Indeed, with numerous cities are in lockdown, the Chinese New Year holidays have been extended and restrictions have been imposed on people’s movements. This has meant that very few businesses have been able to run normally and fewer still have raised business volumes.

“The internet companies overall should see acceleration in orders from the continued shift from offline to online, especially with online gaming, short-form video, e-commerce, food delivery, e-grocery,” said David Dai, of Sanford C Bernstein, in a note which backed long positions in shares of Tencent, Alibaba, JD.com, ZTO and Meituan as part of this theme.

He also said the outbreak would also be positive for the delivery sector, as the fear of going out would force consumers to shift from physical stores to online shopping and generate more parcels.

“The major express delivery companies are now busy gathering a delivery workforce to take care of the expected parcel surge after the Chinese New Year holidays. Even if the epidemic dies down, the demand will likely continue as the fear of going out will likely linger in the aftermath,” he said.

This has also brought about a change in peoples’ lifestyles, which some sectors will be able to capitalize on.

“This episode highlights and accelerates the shifting trend to the ‘new economy’, both to kill time and to stay productive. As the population turns to online shopping, social media, streaming content, as well as enterprises using work from home solutions, automated manufacturing, etc, proper infrastructure is needed to support these activities,” Pictet’s Wong said.

This will give more legs to China’s growth in the entertainment and media business. A study by PricewaterhouseCoopers said that China is on target to exceed that of the US for the first time by 2023. In the period 2019-2023, the US will add $71 billion (a 2.5% compound annual growth rate), while China will add $84 billion (a 7.7% CAGR).

The pace could quicken in the present environment.
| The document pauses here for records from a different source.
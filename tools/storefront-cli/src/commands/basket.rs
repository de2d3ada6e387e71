//! Basket simulation commands.

use anyhow::Result;
use chrono::Utc;
use serde::Serialize;
use storefront::Storefront;
use storefront_commerce::basket::Basket;
use storefront_commerce::identity::Shopper;
use storefront_commerce::ids::ProductId;
use storefront_commerce::Money;

use super::{BasketArgs, BasketCommand};
use crate::context::Context;

/// Run the basket command.
pub async fn run(args: BasketArgs, ctx: &Context) -> Result<()> {
    match args.command {
        BasketCommand::Simulate {
            add,
            remove,
            checkout,
        } => simulate(&add, &remove, checkout, ctx).await,
    }
}

/// Add then remove products, reporting each step through the output.
pub fn apply_changes(
    storefront: &mut Storefront,
    add: &[String],
    remove: &[String],
    ctx: &Context,
) -> Result<()> {
    for id in add {
        storefront.add_to_basket(&ProductId::new(id.as_str()))?;
        ctx.output.debug(&format!("Added {}", id));
    }
    for id in remove {
        let removed = storefront.remove_from_basket(&ProductId::new(id.as_str()));
        if removed == 0 {
            ctx.output.warn(&format!("{} is not in the basket", id));
        } else {
            ctx.output.debug(&format!("Removed {} x{}", id, removed));
        }
    }
    Ok(())
}

#[derive(Debug, Serialize)]
struct GroupReport {
    product_id: String,
    title: String,
    quantity: usize,
    unit_price: Money,
    total: Money,
}

#[derive(Debug, Serialize)]
struct BasketReport {
    generated_at: String,
    item_count: usize,
    groups: Vec<GroupReport>,
    subtotal: Money,
    shipping: Money,
    grand_total: Money,
    #[serde(skip_serializing_if = "Option::is_none")]
    checkout_session: Option<String>,
}

impl BasketReport {
    fn new(basket: &Basket, shipping: Money) -> Self {
        let summary = basket.price_summary(shipping);
        Self {
            generated_at: Utc::now().to_rfc3339(),
            item_count: basket.len(),
            groups: basket
                .groups()
                .iter()
                .map(|g| GroupReport {
                    product_id: g.product_id.to_string(),
                    title: g.title().to_string(),
                    quantity: g.count(),
                    unit_price: g.unit_price(),
                    total: g.group_total(),
                })
                .collect(),
            subtotal: summary.subtotal,
            shipping: summary.shipping,
            grand_total: summary.grand_total,
            checkout_session: None,
        }
    }
}

async fn simulate(add: &[String], remove: &[String], checkout: bool, ctx: &Context) -> Result<()> {
    let mut storefront = ctx.storefront(Shopper::Anonymous).await?;
    apply_changes(&mut storefront, add, remove, ctx)?;

    let shipping = storefront.config().shipping;
    let mut report = BasketReport::new(storefront.store().basket(), shipping);

    if checkout {
        let session = storefront.begin_checkout().await?;
        report.checkout_session = Some(session.to_string());
    }

    if ctx.output.is_json() {
        ctx.output.json(&report);
        return Ok(());
    }

    ctx.output.header("Basket");
    if report.groups.is_empty() {
        ctx.output.info("Basket is empty");
    } else {
        let widths = [20, 36, 4, 12];
        ctx.output.table_row(&["ID", "PRODUCT", "QTY", "TOTAL"], &widths);
        for group in &report.groups {
            ctx.output.table_row(
                &[
                    group.product_id.as_str(),
                    group.title.as_str(),
                    group.quantity.to_string().as_str(),
                    group.total.display().as_str(),
                ],
                &widths,
            );
        }
    }

    ctx.output.info("");
    ctx.output.kv("Items", &report.item_count.to_string());
    ctx.output.kv("Subtotal", &report.subtotal.display());
    ctx.output.kv("Shipping", &report.shipping.display());
    ctx.output.kv("Total", &report.grand_total.display());
    if let Some(ref session) = report.checkout_session {
        ctx.output.success(&format!("Checkout session opened: {}", session));
    }

    Ok(())
}
//! Configuration management commands.

use anyhow::{bail, Result};
use dialoguer::Confirm;
use storefront_commerce::Currency;

use super::{ConfigArgs, ConfigCommand};
use crate::config::{generate_default_config, CONFIG_FILE_NAMES};
use crate::context::Context;

/// Run the config command.
pub async fn run(args: ConfigArgs, ctx: &Context) -> Result<()> {
    match args.command {
        ConfigCommand::Show => show_config(ctx).await,
        ConfigCommand::Init { force } => init_config(force, ctx).await,
        ConfigCommand::Validate => validate_config(ctx).await,
    }
}

async fn show_config(ctx: &Context) -> Result<()> {
    ctx.output.header("Current Configuration");

    if ctx.output.is_json() {
        ctx.output.json(&ctx.config);
        return Ok(());
    }

    match ctx.config_path {
        Some(ref path) => ctx.output.kv("file", &path.display().to_string()),
        None => ctx.output.kv("file", "(defaults)"),
    }

    ctx.output.info("");
    ctx.output.info("[store]");
    ctx.output.kv("name", &ctx.config.store.name);
    ctx.output.kv("title", &ctx.config.store.title);
    ctx.output.kv("currency", &ctx.config.store.currency);
    ctx.output.kv("shipping_cents", &ctx.config.store.shipping_cents.to_string());
    if let Some(ref css) = ctx.config.store.css_path {
        ctx.output.kv("css_path", css);
    }

    ctx.output.info("");
    ctx.output.info("[content]");
    ctx.output.kv("catalog_path", &ctx.config.content.catalog_path);

    ctx.output.info("");
    ctx.output.info("[payment]");
    ctx.output.kv("sessions_path", &ctx.config.payment.sessions_path);

    ctx.output.info("");
    ctx.output.info("[logging]");
    ctx.output.kv("level", &ctx.config.logging.level);
    ctx.output.kv("format", &ctx.config.logging.format);

    Ok(())
}

async fn init_config(force: bool, ctx: &Context) -> Result<()> {
    let config_path = ctx.cwd.join(CONFIG_FILE_NAMES[0]);

    if config_path.exists() && !force {
        if ctx.output.is_json() {
            bail!(
                "Config file already exists: {}. Use --force to overwrite.",
                config_path.display()
            );
        }

        let overwrite = Confirm::new()
            .with_prompt(format!("{} exists. Overwrite?", config_path.display()))
            .default(false)
            .interact()?;

        if !overwrite {
            ctx.output.warn("Config init cancelled");
            return Ok(());
        }
    }

    let name = ctx
        .cwd
        .file_name()
        .and_then(|n| n.to_str())
        .unwrap_or("storefront")
        .to_string();

    std::fs::write(&config_path, generate_default_config(&name))?;
    ctx.output.success(&format!("Created: {}", config_path.display()));

    Ok(())
}

/// Check the loaded configuration, returning errors and warnings.
pub fn check_config(ctx: &Context) -> (Vec<String>, Vec<String>) {
    let mut errors: Vec<String> = Vec::new();
    let mut warnings: Vec<String> = Vec::new();
    let config = &ctx.config;

    if config.store.name.trim().is_empty() {
        errors.push("store.name is required".to_string());
    }

    if Currency::from_code(&config.store.currency).is_none() {
        errors.push(format!("store.currency '{}' is not supported", config.store.currency));
    }

    if config.store.shipping_cents < 0 {
        errors.push("store.shipping_cents must not be negative".to_string());
    }

    if let Err(e) = config.log_level() {
        errors.push(format!("logging.level: {}", e));
    }

    if let Err(e) = config.log_format() {
        errors.push(format!("logging.format: {}", e));
    }

    let catalog = ctx.resolve_path(&config.content.catalog_path);
    if !catalog.exists() {
        errors.push(format!("content.catalog_path not found: {}", catalog.display()));
    }

    let sessions = ctx.resolve_path(&config.payment.sessions_path);
    if !sessions.exists() {
        warnings.push(format!(
            "payment.sessions_path not found: {} (only new sessions will be available)",
            sessions.display()
        ));
    }

    (errors, warnings)
}

async fn validate_config(ctx: &Context) -> Result<()> {
    ctx.output.header("Validating configuration");

    let (errors, warnings) = check_config(ctx);

    if errors.is_empty() && warnings.is_empty() {
        ctx.output.success("Configuration is valid");
        return Ok(());
    }

    for error in &errors {
        ctx.output.error(&format!("Error: {}", error));
    }

    for warning in &warnings {
        ctx.output.warn(&format!("Warning: {}", warning));
    }

    if !errors.is_empty() {
        bail!("Configuration has {} error(s)", errors.len());
    }

    ctx.output.success("Configuration is valid (with warnings)");

    Ok(())
}

#[cfg(test)]
mod tests {
    use super::*;
    use crate::config::CliConfig;
    use crate::output::Output;
    use tempfile::TempDir;

    fn context(dir: &TempDir, config: CliConfig) -> Context {
        Context {
            config,
            config_path: None,
            output: Output::new(false, false),
            cwd: dir.path().to_path_buf(),
        }
    }

    #[test]
    fn test_check_config_reports_errors() {
        let dir = TempDir::new().unwrap();
        let mut config = CliConfig::default();
        config.store.currency = "XYZ".to_string();
        config.logging.format = "xml".to_string();

        let (errors, warnings) = check_config(&context(&dir, config));
        assert_eq!(errors.len(), 3);
        assert!(errors[0].contains("XYZ"));
        assert!(errors[1].starts_with("logging.format"));
        assert!(errors[2].starts_with("content.catalog_path"));
        assert_eq!(warnings.len(), 1);
    }

    #[test]
    fn test_check_config_clean() {
        let dir = TempDir::new().unwrap();
        std::fs::write(dir.path().join("catalog.json"), "{}").unwrap();
        std::fs::write(dir.path().join("sessions.json"), "{}").unwrap();

        let mut config = CliConfig::default();
        config.content.catalog_path = "catalog.json".to_string();
        config.payment.sessions_path = "sessions.json".to_string();

        let (errors, warnings) = check_config(&context(&dir, config));
        assert!(errors.is_empty());
        assert!(warnings.is_empty());
    }

    #[tokio::test]
    async fn test_init_config_with_force() {
        let dir = TempDir::new().unwrap();
        let ctx = context(&dir, CliConfig::default());

        init_config(true, &ctx).await.unwrap();
        let written = CliConfig::load(dir.path().join("storefront.toml").to_str().unwrap()).unwrap();
        assert_eq!(written.store.shipping_cents, 2000);
    }
}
“Online entertainment clearly increased as people stayed home. Gaming, especially the top two games (Tencent’s Honor of Kings and Peacekeeper), has seen an accelerated user base and downloads after Chinese New Year. Smaller games also accelerated but not as significantly. Short-form video (Xigua, Kuaishou, Douyin) users surged, thanks to successful Chinese New Year promotions and ByteDance’s opportunistic purchase of ‘Lost in Russia’,” Dai said.

The numbers are already reflecting this pickup in online activity both in entertainment and news consumption.

“Our analysis on third-party latest weekly data ended on February 2 reaffirms our channel checks on increased user activities in online entertainment across mobile games (Tencent), video (iQIYI), as well as live streaming and others (Bilibili) while search (Baidu) and news consumption (Weibo) are also seeing an uptake. Within mobile games, socially phenomenal genres are key beneficiaries,” they said in a note.

PBOC assurances

The central bank’s actions are also triggering investment ideas. The People’s Bank of China has already said the impact from the epidemic on China’s economy will be limited and temporary, but pledged “reasonable and abundant liquidity” for the banking system.

“If the virus situation continues, the sectors that will benefit are REITS [real estate investment trusts] as there will be more rate cuts ahead, online learning and home entertainment as consumers will spend more time at home,” said Eric Sim, a chartered financial analyst and former top investment bank director turned educator.

As equity REITs distribute most of their earnings, their comparatively high dividend yields become more appealing when the yields of safe assets fall. The recent pullback in government bond yields are making REITs attractive to investors again.

And while World Health Organisation officials said at the weekend that the number of infections being reported on a daily basis in China is “stabilizing”, there are opportunities in those firms which have an early advantage.

Japanese investment bank Nomura said its main scenario is for the situation to return to normal in April-June, when production will be boosted to make up for the February-March period.

“If we assume that the situation will eventually return to normal, we think it is a good opportunity to invest in Keyence, SMC, and other blue-chip stocks with high margins among factory automation companies, for which demand appeared to bottom prior to the Chinese New Year,” it said in a note.